If the old HIPAA penalty rules confuse you, do not expect too much from the new; it’s just a little bit better than the old one.
HSS issued interim final rule with request for comments under the HITECH Act review 30 October 2009. The HITECH growth requires HHS to develop new penalties for violations of the same health security to take place on February 18, 2009. According to HHS, Regulation shall enter into force on 30 November 2009, which will consider comments until 29 December this year.

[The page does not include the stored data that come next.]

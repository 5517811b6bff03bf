//! Collision records and the listener interface.
//!
//! [`CollisionPair`] and [`Collision`] are plain-old-data so the pipeline can
//! keep them in frame-arena containers.

use std::hash::{Hash, Hasher};

use bytemuck::{Pod, Zeroable};
use glam::Vec2;

use super::narrowphase::ContactInfo;

/// Unordered pair of bodies. `(a, b)` and `(b, a)` compare and hash equal.
#[repr(C)]
#[derive(Debug, Clone, Copy, Pod, Zeroable)]
pub struct CollisionPair {
    a: u64,
    b: u64,
}

impl CollisionPair {
    pub fn new(a: hecs::Entity, b: hecs::Entity) -> Self {
        Self {
            a: a.to_bits().get(),
            b: b.to_bits().get(),
        }
    }

    pub fn first(&self) -> hecs::Entity {
        entity_from_bits(self.a)
    }

    pub fn second(&self) -> hecs::Entity {
        entity_from_bits(self.b)
    }

    pub fn entities(&self) -> (hecs::Entity, hecs::Entity) {
        (self.first(), self.second())
    }

    pub fn contains(&self, entity: hecs::Entity) -> bool {
        let bits = entity.to_bits().get();
        self.a == bits || self.b == bits
    }

    /// The member of the pair that is not `entity`.
    pub fn other(&self, entity: hecs::Entity) -> Option<hecs::Entity> {
        let bits = entity.to_bits().get();
        if self.a == bits {
            Some(self.second())
        } else if self.b == bits {
            Some(self.first())
        } else {
            None
        }
    }

    fn ordered(&self) -> (u64, u64) {
        (self.a.min(self.b), self.a.max(self.b))
    }
}

fn entity_from_bits(bits: u64) -> hecs::Entity {
    hecs::Entity::from_bits(bits).unwrap_or(hecs::Entity::DANGLING)
}

impl PartialEq for CollisionPair {
    fn eq(&self, other: &Self) -> bool {
        self.ordered() == other.ordered()
    }
}

impl Eq for CollisionPair {}

impl Hash for CollisionPair {
    fn hash<H: Hasher>(&self, state: &mut H) {
        self.ordered().hash(state);
    }
}

/// A narrowphase hit between the two bodies of a pair.
#[repr(C)]
#[derive(Debug, Clone, Copy, PartialEq, Pod, Zeroable)]
pub struct Collision {
    pub pair: CollisionPair,
    pub point: Vec2,
    /// Unit direction from the pair's first body toward the second.
    pub direction: Vec2,
    pub penetration: f32,
    sensor: u32,
}

impl Collision {
    pub fn new(pair: CollisionPair, info: ContactInfo, sensor: bool) -> Self {
        Self {
            pair,
            point: info.point,
            direction: info.direction,
            penetration: info.penetration,
            sensor: sensor as u32,
        }
    }

    #[inline]
    pub fn colliding(&self) -> bool {
        self.penetration > 0.0
    }

    /// Whether either body is a sensor. Sensor hits are reported but never resolved.
    #[inline]
    pub fn is_sensor(&self) -> bool {
        self.sensor != 0
    }
}

/// Stage of the step a collision event is published from.
#[derive(Debug, Clone, Copy, PartialEq, Eq)]
pub enum CollisionPhase {
    /// The narrowphase found an overlap. Sensor hits are included.
    Contact,
    /// The solver separated the bodies.
    Resolved,
}

/// Receives collision events during [`crate::physics::PhysicsWorld::update`].
///
/// Listeners may modify the world, e.g. deactivate or despawn bodies; later
/// pairs referencing a despawned entity are skipped.
pub trait CollisionListener {
    fn on_collision(
        &mut self,
        world: &mut hecs::World,
        collision: &Collision,
        phase: CollisionPhase,
    );
}

impl<F> CollisionListener for F
where
    F: FnMut(&mut hecs::World, &Collision, CollisionPhase),
{
    fn on_collision(
        &mut self,
        world: &mut hecs::World,
        collision: &Collision,
        phase: CollisionPhase,
    ) {
        self(world, collision, phase)
    }
}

as the proposed new rule, violations would be punished range corresponding to the break did or did not: if he did not break, he would be punished at $ 100 to $ 50,000 per violation; if the violation occurred due to reasons, the penalty would be $ 1,000 to $ 50,000 per violation. The penalty would be between $ 10,000 and $ 50,000 per violation if it was deliberate negligence. And if it was not corrected, the minimum penalty is $ 50,000 per violation.
According to Robert Mark Charette, in cooperation with Gilliland & Mark Charette LLP, one of the less clear areas HITECH act, the penalties. She adds: “The way the law was worded made it sound like the high end of the sanctions was basically the same for all violations, that does not make much sense.”

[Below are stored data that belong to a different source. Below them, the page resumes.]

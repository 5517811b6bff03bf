//! Narrowphase collision detection between circles, lines and capsules.
//!
//! Every pair reduces to two circles: segment shapes are replaced by the
//! circle around their point closest to the other shape.

use glam::Vec2;

use super::collider::{Circle, Segment, Shape};

/// Distance below which two centers are treated as coincident.
const DEGENERATE_DISTANCE: f32 = 1e-6;

/// Result of a narrowphase test.
#[derive(Debug, Clone, Copy, PartialEq)]
pub struct ContactInfo {
    /// Midpoint of the overlap between the two surfaces.
    pub point: Vec2,
    /// Unit separation direction, pointing from A toward B.
    pub direction: Vec2,
    /// Overlap depth; positive when the shapes intersect.
    pub penetration: f32,
}

impl ContactInfo {
    #[inline]
    pub fn colliding(&self) -> bool {
        self.penetration > 0.0
    }

    /// The same contact seen from the other shape.
    pub fn flipped(self) -> Self {
        Self {
            direction: -self.direction,
            ..self
        }
    }
}

/// Test two shapes. `direction` in the result points from `a` toward `b`.
pub fn test_collision(a: &Shape, b: &Shape) -> ContactInfo {
    match (a, b) {
        (Shape::Circle(a), Shape::Circle(b)) => circle_circle(a, b),
        (Shape::Circle(a), Shape::Line(b)) => circle_segment(a, &b.segment()),
        (Shape::Circle(a), Shape::Capsule(b)) => circle_segment(a, &b.segment()),
        (Shape::Line(a), Shape::Circle(b)) => circle_segment(b, &a.segment()).flipped(),
        (Shape::Capsule(a), Shape::Circle(b)) => circle_segment(b, &a.segment()).flipped(),
        (Shape::Line(a), Shape::Line(b)) => segment_segment(&a.segment(), &b.segment()),
        (Shape::Line(a), Shape::Capsule(b)) => segment_segment(&a.segment(), &b.segment()),
        (Shape::Capsule(a), Shape::Line(b)) => segment_segment(&a.segment(), &b.segment()),
        (Shape::Capsule(a), Shape::Capsule(b)) => segment_segment(&a.segment(), &b.segment()),
    }
}

pub fn circle_circle(a: &Circle, b: &Circle) -> ContactInfo {
    contact_between(a.center, a.radius, b.center, b.radius, Vec2::Y)
}

/// Circle `a` against the segment shape `b`.
pub fn circle_segment(a: &Circle, b: &Segment) -> ContactInfo {
    let closest = b.closest_point(a.center);
    let fallback = oriented_normal(b, a.center);
    contact_between(a.center, a.radius, closest, b.radius, -fallback)
}

/// Segment shape `a` against segment shape `b`.
pub fn segment_segment(a: &Segment, b: &Segment) -> ContactInfo {
    let (on_a, on_b) = closest_points(a, b);
    let fallback = oriented_normal(a, b.start.lerp(b.end, 0.5));
    contact_between(on_a, a.radius, on_b, b.radius, fallback)
}

/// Closest pair of points between two segments.
fn closest_points(a: &Segment, b: &Segment) -> (Vec2, Vec2) {
    if let Some(point) = crossing_point(a, b) {
        return (point, point);
    }

    let candidates = [
        (a.closest_point(b.start), b.start),
        (a.closest_point(b.end), b.end),
        (a.start, b.closest_point(a.start)),
        (a.end, b.closest_point(a.end)),
    ];

    let mut best = candidates[0];
    let mut best_distance = best.0.distance_squared(best.1);
    for candidate in &candidates[1..] {
        let distance = candidate.0.distance_squared(candidate.1);
        if distance < best_distance {
            best = *candidate;
            best_distance = distance;
        }
    }
    best
}

/// Intersection point of two properly crossing segments.
fn crossing_point(a: &Segment, b: &Segment) -> Option<Vec2> {
    let da = a.end - a.start;
    let db = b.end - b.start;
    let denom = da.perp_dot(db);
    if denom.abs() <= f32::EPSILON {
        return None;
    }

    let offset = b.start - a.start;
    let t = offset.perp_dot(db) / denom;
    let u = offset.perp_dot(da) / denom;
    ((0.0..=1.0).contains(&t) && (0.0..=1.0).contains(&u)).then(|| a.start + da * t)
}

/// Normal of `segment` turned toward `toward`.
fn oriented_normal(segment: &Segment, toward: Vec2) -> Vec2 {
    let normal = segment.normal();
    let midpoint = segment.start.lerp(segment.end, 0.5);
    if normal.dot(toward - midpoint) < 0.0 {
        -normal
    } else {
        normal
    }
}

fn contact_between(
    center_a: Vec2,
    radius_a: f32,
    center_b: Vec2,
    radius_b: f32,
    fallback: Vec2,
) -> ContactInfo {
    let delta = center_b - center_a;
    let distance = delta.length();
    let direction = if distance < DEGENERATE_DISTANCE {
        fallback
    } else {
        delta / distance
    };
    let penetration = radius_a + radius_b - distance;

    ContactInfo {
        point: center_a + direction * (radius_a - penetration * 0.5),
        direction,
        penetration,
    }
}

This may indeed be the case, but you should keep in mind that one can be punished at the low and high ends of the exact amount of $ 50,000 per violation; HHS has tried to come up with a more rationale plan for civil penalties.

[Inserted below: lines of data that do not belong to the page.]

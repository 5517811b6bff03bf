//! Game engine module with App trait and game loop.
//!
//! [`Engine`] owns the ECS world, the physics world and the frame arena.
//! Every frame it resets the arena, runs physics at a fixed timestep, calls
//! the [`App`] hooks and periodically logs frame statistics.

use std::time::{Duration, Instant};

use anyhow::Context;
use tracing::info;

use crate::core::{ArenaStats, FrameArena};
use crate::physics::{PhysicsConfig, PhysicsWorld};

/// Game loop configuration.
#[derive(Debug, Clone)]
pub struct EngineConfig {
    /// Fixed timestep for physics (seconds). Default: 1/60.
    pub fixed_timestep: f64,
    /// Maximum physics substeps per frame. Default: 4.
    pub max_substeps: u32,
    /// Frame arena capacity in bytes. Default: 1 MiB.
    pub arena_capacity: usize,
    /// Seconds between statistics log lines. Default: 5.
    pub stats_interval: f64,
}

impl Default for EngineConfig {
    fn default() -> Self {
        Self {
            fixed_timestep: 1.0 / 60.0,
            max_substeps: 4,
            arena_capacity: 1024 * 1024,
            stats_interval: 5.0,
        }
    }
}

/// System execution context passed to App callbacks.
pub struct SystemContext<'a> {
    pub physics: &'a mut PhysicsWorld,
    /// Frame memory, reset at the start of the next frame.
    pub arena: &'a FrameArena,
    /// Time since last frame (seconds).
    pub delta_time: f64,
    /// Fixed timestep interval (seconds).
    pub fixed_delta_time: f64,
    /// Time since the first frame (seconds).
    pub elapsed_time: f64,
    /// Index of the current frame.
    pub frame: u64,
}

/// Trait for ECS-based game applications driven by [`Engine`].
pub trait App {
    /// Called once before the first frame. Spawn entities and bodies here.
    fn init(&mut self, world: &mut hecs::World, physics: &mut PhysicsWorld) -> anyhow::Result<()>;

    /// Called each frame (variable timestep) after physics.
    fn update(&mut self, world: &mut hecs::World, ctx: &mut SystemContext);

    /// Called before each physics substep. Optional.
    fn fixed_update(&mut self, _world: &mut hecs::World, _physics: &mut PhysicsWorld, _dt: f32) {}

    /// Called at the end of each frame. Use for debug overlays. Optional.
    fn post_update(&mut self, _world: &mut hecs::World, _ctx: &mut SystemContext) {}
}

/// Frame counters for the periodic statistics line.
#[derive(Debug, Clone, Copy, Default)]
struct FrameStats {
    frames: u64,
    window_start: f64,
    arena_at_window_start: ArenaStats,
}

/// Runs an [`App`] with fixed-timestep physics.
pub struct Engine<A: App> {
    app: A,
    world: hecs::World,
    physics: PhysicsWorld,
    arena: FrameArena,
    config: EngineConfig,
    initialized: bool,
    accumulator: f64,
    elapsed_time: f64,
    frame: u64,
    stats: FrameStats,
}

impl<A: App> Engine<A> {
    pub fn new(config: EngineConfig, physics_config: PhysicsConfig, app: A) -> Self {
        Self {
            app,
            world: hecs::World::new(),
            physics: PhysicsWorld::new(physics_config),
            arena: FrameArena::new(config.arena_capacity),
            config,
            initialized: false,
            accumulator: 0.0,
            elapsed_time: 0.0,
            frame: 0,
            stats: FrameStats::default(),
        }
    }

    pub fn app(&self) -> &A {
        &self.app
    }

    pub fn app_mut(&mut self) -> &mut A {
        &mut self.app
    }

    pub fn world(&self) -> &hecs::World {
        &self.world
    }

    pub fn world_mut(&mut self) -> &mut hecs::World {
        &mut self.world
    }

    pub fn physics(&self) -> &PhysicsWorld {
        &self.physics
    }

    pub fn physics_mut(&mut self) -> &mut PhysicsWorld {
        &mut self.physics
    }

    pub fn arena(&self) -> &FrameArena {
        &self.arena
    }

    /// Frames run so far.
    pub fn frame_count(&self) -> u64 {
        self.frame
    }

    /// Run one frame of `delta_time` seconds.
    ///
    /// 1. `App::init` on the first frame
    /// 2. Frame arena reset
    /// 3. `App::fixed_update` and a physics step per fixed interval
    /// 4. `App::update`, then `App::post_update`
    pub fn frame(&mut self, delta_time: f64) -> anyhow::Result<()> {
        if !self.initialized {
            self.app
                .init(&mut self.world, &mut self.physics)
                .context("app initialization failed")?;
            self.initialized = true;
        }

        self.arena.reset();

        // Fixed timestep loop
        self.accumulator += delta_time;
        let mut substeps = 0u32;
        while self.accumulator >= self.config.fixed_timestep && substeps < self.config.max_substeps {
            let dt = self.config.fixed_timestep as f32;
            self.app.fixed_update(&mut self.world, &mut self.physics, dt);
            self.physics
                .update(&mut self.world, &self.arena, dt)
                .with_context(|| format!("physics step failed in frame {}", self.frame))?;
            self.accumulator -= self.config.fixed_timestep;
            substeps += 1;
        }

        // Clamp accumulator to avoid spiral of death
        if self.accumulator > self.config.fixed_timestep * self.config.max_substeps as f64 {
            self.accumulator = 0.0;
        }

        self.elapsed_time += delta_time;
        let mut ctx = SystemContext {
            physics: &mut self.physics,
            arena: &self.arena,
            delta_time,
            fixed_delta_time: self.config.fixed_timestep,
            elapsed_time: self.elapsed_time,
            frame: self.frame,
        };
        self.app.update(&mut self.world, &mut ctx);
        self.app.post_update(&mut self.world, &mut ctx);

        self.frame += 1;
        self.report_stats();
        Ok(())
    }

    /// Simulate `duration` seconds in frames of `delta_time`, as fast as possible.
    pub fn run_for(&mut self, duration: f64, delta_time: f64) -> anyhow::Result<()> {
        anyhow::ensure!(delta_time > 0.0, "delta time must be positive, got {delta_time}");
        let frames = (duration / delta_time).round() as u64;
        for _ in 0..frames {
            self.frame(delta_time)?;
        }
        Ok(())
    }

    /// Run in wall-clock time for `duration`, sleeping to hold `target_frame_time`.
    pub fn run_realtime(&mut self, duration: Duration, target_frame_time: Duration) -> anyhow::Result<()> {
        let start = Instant::now();
        let mut last_frame = start;
        while start.elapsed() < duration {
            let now = Instant::now();
            let delta_time = (now - last_frame).as_secs_f64();
            last_frame = now;

            self.frame(delta_time)?;

            if let Some(remaining) = target_frame_time.checked_sub(now.elapsed()) {
                std::thread::sleep(remaining);
            }
        }
        Ok(())
    }

    fn report_stats(&mut self) {
        self.stats.frames += 1;
        let window = self.elapsed_time - self.stats.window_start;
        if window < self.config.stats_interval {
            return;
        }

        let arena = self.arena.stats();
        let since = self.stats.arena_at_window_start;
        info!(
            "FPS: {:.1}, F-MEM: {}/{} bytes (peak {}), allocations: {} ({} bytes), frees: {}",
            self.stats.frames as f64 / window,
            self.arena.allocated(),
            self.arena.capacity(),
            self.arena.high_water_mark(),
            arena.allocation_count - since.allocation_count,
            arena.allocated_bytes - since.allocated_bytes,
            arena.deallocation_count - since.deallocation_count,
        );

        self.stats = FrameStats {
            frames: 0,
            window_start: self.elapsed_time,
            arena_at_window_start: arena,
        };
    }
}

#[cfg(test)]
mod tests {
    use super::*;
    use crate::ecs::actor::spawn_actor;
    use crate::physics::collider::Shape;
    use crate::physics::BodyCreateInfo;
    use glam::Vec2;

    #[derive(Default)]
    struct CountingApp {
        inits: u32,
        updates: u32,
        fixed_updates: u32,
        post_updates: u32,
    }

    impl App for CountingApp {
        fn init(&mut self, world: &mut hecs::World, physics: &mut PhysicsWorld) -> anyhow::Result<()> {
            self.inits += 1;
            let entity = spawn_actor(world, Vec2::ZERO, 0.0, Vec2::ONE, true);
            physics.create_body(world, entity, BodyCreateInfo::default(), Shape::circle(Vec2::ZERO, 1.0))?;
            Ok(())
        }

        fn update(&mut self, _world: &mut hecs::World, _ctx: &mut SystemContext) {
            self.updates += 1;
        }

        fn fixed_update(&mut self, _world: &mut hecs::World, _physics: &mut PhysicsWorld, _dt: f32) {
            self.fixed_updates += 1;
        }

        fn post_update(&mut self, _world: &mut hecs::World, _ctx: &mut SystemContext) {
            self.post_updates += 1;
        }
    }

    #[test]
    fn test_engine_config_default() {
        let config = EngineConfig::default();
        assert!((config.fixed_timestep - 1.0 / 60.0).abs() < 1e-10);
        assert_eq!(config.max_substeps, 4);
        assert_eq!(config.stats_interval, 5.0);
    }

    #[test]
    fn test_fixed_timestep_substeps() {
        let mut engine = Engine::new(EngineConfig::default(), PhysicsConfig::default(), CountingApp::default());

        engine.frame(1.0 / 30.0 + 1e-9).unwrap();
        assert_eq!(engine.app().inits, 1);
        assert_eq!(engine.app().fixed_updates, 2);
        assert_eq!(engine.app().updates, 1);
        assert_eq!(engine.app().post_updates, 1);

        engine.frame(1.0 / 120.0).unwrap();
        assert_eq!(engine.app().inits, 1);
        assert_eq!(engine.app().fixed_updates, 2);
    }

    #[test]
    fn test_spiral_of_death_is_clamped() {
        let mut engine = Engine::new(EngineConfig::default(), PhysicsConfig::default(), CountingApp::default());
        engine.frame(10.0).unwrap();
        assert_eq!(engine.app().fixed_updates, 4);
        engine.frame(0.0).unwrap();
        assert_eq!(engine.app().fixed_updates, 4);
    }

    #[test]
    fn test_run_for_counts_frames() {
        let config = EngineConfig {
            stats_interval: 0.5,
            ..Default::default()
        };
        let mut engine = Engine::new(config, PhysicsConfig::default(), CountingApp::default());
        engine.run_for(1.0, 0.01).unwrap();
        assert_eq!(engine.frame_count(), 100);
        assert_eq!(engine.physics().tree().leaf_count(), 1);
        assert!(engine.run_for(1.0, 0.0).is_err());
    }

    #[test]
    fn test_arena_exhaustion_surfaces_as_error() {
        struct CrowdApp;

        impl App for CrowdApp {
            fn init(&mut self, world: &mut hecs::World, physics: &mut PhysicsWorld) -> anyhow::Result<()> {
                for i in 0..8 {
                    let entity = spawn_actor(world, Vec2::new(i as f32, 0.0), 0.0, Vec2::ONE, true);
                    physics.create_body(world, entity, BodyCreateInfo::default(), Shape::circle(Vec2::ZERO, 2.0))?;
                }
                Ok(())
            }

            fn update(&mut self, _world: &mut hecs::World, _ctx: &mut SystemContext) {}
        }

        let config = EngineConfig {
            arena_capacity: 64,
            ..Default::default()
        };
        let mut engine = Engine::new(config, PhysicsConfig::default(), CrowdApp);
        let err = engine.frame(1.0 / 60.0).unwrap_err();
        assert!(err.to_string().contains("physics step failed"), "{err}");
    }
}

Mark Charette says “HHS should have organized it so that each tier ends of the floor below the first tier, although I understand that they felt bound by the law in their hands. It will be interesting to see how the penalties under this range play out . “
Sanctions are subject to the overall cap of $ 1.5 million for any violation of such provision year. It is about 6000% increase in the maximum penalty agency or provider pay for HIPAA violations.